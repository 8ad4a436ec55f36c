//! 运动控制层错误类型定义

use smartbin_config::ConfigError;
use smartbin_hal::HalError;
use thiserror::Error;

/// 运动控制错误
#[derive(Error, Debug)]
pub enum MotionError {
    /// 硬件通信错误（原样传播，不重试）
    #[error("Hardware error: {0}")]
    Hal(#[from] HalError),

    /// 配置或标定存储错误
    #[error("Config error: {0}")]
    Config(#[from] ConfigError),

    /// 已有运动序列在执行
    #[error("Motion sequence already in progress")]
    Busy,

    /// 运动序列被取消
    #[error("Motion sequence cancelled")]
    Cancelled,

    /// 运动服务线程已退出
    #[error("Motion service closed")]
    ServiceClosed,
}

----

- _HOW TO COMPLETE THIS TASK_:
Take the records above and copy them out exactly.

- _EXERCISE ANSWER_:
repository 8ad4a436ec55f36c
//! 运动控制层错误类型定义

use smartbin_config::ConfigError;
use smartbin_hal::HalError;
use thiserror::Error;

/// 运动控制错误
#[derive(Error, Debug)]
pub enum MotionError {
    /// 硬件通信错误（原样传播，不重试）
    #[error("Hardware error: {0}")]
    Hal(#[from] HalError),

    /// 配置或标定存储错误
    #[error("Config error: {0}")]
    Config(#[from] ConfigError),

    /// 已有运动序列在执行
    #[error("Motion sequence already in progress")]
    Busy,

    /// 运动序列被取消
    #[error("Motion sequence cancelled")]
    Cancelled,

    /// 运动服务线程已退出
    #[error("Motion service closed")]
    ServiceClosed,
}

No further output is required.